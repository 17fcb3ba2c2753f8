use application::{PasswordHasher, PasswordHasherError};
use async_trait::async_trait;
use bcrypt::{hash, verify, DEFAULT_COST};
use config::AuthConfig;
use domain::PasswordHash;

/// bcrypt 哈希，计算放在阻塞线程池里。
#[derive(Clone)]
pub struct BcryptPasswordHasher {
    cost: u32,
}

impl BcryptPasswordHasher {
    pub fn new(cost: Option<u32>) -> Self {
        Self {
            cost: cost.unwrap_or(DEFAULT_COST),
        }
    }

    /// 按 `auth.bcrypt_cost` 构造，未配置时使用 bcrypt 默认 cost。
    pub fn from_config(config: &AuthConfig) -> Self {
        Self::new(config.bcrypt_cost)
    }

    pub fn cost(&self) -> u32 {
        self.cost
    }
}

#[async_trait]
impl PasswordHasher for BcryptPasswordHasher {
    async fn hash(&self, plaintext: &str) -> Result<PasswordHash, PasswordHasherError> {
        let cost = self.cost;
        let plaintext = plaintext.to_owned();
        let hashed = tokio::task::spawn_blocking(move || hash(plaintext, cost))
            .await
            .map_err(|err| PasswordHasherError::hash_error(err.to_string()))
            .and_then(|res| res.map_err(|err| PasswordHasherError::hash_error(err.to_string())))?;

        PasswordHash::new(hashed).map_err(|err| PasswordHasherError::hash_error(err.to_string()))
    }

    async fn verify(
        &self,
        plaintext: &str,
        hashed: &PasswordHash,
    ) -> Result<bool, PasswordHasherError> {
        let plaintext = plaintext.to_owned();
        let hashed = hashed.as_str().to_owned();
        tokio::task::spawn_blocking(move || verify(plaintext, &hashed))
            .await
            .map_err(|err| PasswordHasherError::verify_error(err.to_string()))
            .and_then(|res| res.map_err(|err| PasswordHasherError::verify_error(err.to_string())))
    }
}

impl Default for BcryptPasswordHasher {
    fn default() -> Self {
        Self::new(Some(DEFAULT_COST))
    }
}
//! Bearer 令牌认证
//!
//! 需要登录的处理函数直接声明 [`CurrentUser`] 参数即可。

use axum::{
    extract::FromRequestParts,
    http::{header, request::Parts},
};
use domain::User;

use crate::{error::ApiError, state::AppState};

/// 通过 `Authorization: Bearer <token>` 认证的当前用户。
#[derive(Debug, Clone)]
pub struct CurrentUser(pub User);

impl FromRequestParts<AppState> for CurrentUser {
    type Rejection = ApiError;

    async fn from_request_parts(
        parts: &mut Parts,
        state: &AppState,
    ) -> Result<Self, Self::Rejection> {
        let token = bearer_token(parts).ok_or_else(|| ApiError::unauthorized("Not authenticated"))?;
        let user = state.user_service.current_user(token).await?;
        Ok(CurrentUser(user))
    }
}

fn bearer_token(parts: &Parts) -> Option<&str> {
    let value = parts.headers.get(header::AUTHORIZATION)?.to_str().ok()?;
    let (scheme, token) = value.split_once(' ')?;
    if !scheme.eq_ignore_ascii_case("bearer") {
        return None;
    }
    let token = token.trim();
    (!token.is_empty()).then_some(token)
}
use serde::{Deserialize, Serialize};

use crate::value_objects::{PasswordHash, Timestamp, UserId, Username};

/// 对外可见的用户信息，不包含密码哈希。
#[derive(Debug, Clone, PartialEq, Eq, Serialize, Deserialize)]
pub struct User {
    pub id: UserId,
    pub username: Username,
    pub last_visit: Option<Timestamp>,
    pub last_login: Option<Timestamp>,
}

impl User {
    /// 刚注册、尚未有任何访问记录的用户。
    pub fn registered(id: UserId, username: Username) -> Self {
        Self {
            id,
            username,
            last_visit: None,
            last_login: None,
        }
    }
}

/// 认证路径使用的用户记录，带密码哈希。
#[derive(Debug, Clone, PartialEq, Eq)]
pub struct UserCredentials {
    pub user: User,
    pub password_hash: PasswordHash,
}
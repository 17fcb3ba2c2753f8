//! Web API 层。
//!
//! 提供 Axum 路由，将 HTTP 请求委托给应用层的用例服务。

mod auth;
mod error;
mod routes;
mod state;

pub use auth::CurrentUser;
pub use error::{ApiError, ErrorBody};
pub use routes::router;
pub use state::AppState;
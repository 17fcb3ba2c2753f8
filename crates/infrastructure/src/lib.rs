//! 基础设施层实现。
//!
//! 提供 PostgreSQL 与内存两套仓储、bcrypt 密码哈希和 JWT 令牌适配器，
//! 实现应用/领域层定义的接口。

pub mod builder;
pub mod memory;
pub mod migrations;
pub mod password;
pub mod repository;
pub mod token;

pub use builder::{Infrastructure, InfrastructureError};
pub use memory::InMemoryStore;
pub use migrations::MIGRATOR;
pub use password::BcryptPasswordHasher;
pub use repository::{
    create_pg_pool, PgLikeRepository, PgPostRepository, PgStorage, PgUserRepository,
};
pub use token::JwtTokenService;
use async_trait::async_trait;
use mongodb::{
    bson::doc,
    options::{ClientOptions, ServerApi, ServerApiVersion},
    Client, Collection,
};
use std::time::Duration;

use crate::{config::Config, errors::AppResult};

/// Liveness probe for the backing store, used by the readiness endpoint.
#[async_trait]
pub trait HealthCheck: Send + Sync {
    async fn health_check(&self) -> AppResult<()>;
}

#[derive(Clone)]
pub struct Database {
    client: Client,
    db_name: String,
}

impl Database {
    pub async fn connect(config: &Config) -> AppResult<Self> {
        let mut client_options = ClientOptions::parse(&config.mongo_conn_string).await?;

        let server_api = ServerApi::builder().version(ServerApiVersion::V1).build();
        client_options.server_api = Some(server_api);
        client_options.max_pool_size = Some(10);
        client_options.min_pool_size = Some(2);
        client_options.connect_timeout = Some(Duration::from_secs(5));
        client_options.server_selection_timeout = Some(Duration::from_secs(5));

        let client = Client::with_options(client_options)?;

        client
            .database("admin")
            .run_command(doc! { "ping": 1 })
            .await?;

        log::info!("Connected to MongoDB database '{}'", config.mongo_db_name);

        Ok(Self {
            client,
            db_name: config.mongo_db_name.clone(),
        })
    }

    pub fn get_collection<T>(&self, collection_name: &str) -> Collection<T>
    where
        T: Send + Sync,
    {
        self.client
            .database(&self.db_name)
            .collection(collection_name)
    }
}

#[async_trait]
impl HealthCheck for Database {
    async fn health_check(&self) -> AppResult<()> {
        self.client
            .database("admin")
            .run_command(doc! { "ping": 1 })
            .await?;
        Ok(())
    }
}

───

EXERCISE: Whenever the word "impl" shows up in a line of the entries, copy that line.

RESULT OF THIS TASK:
impl BcryptPasswordHasher {
impl PasswordHasher for BcryptPasswordHasher {
impl Default for BcryptPasswordHasher {
impl FromRequestParts<AppState> for CurrentUser {
impl User {
impl Database {
impl HealthCheck for Database {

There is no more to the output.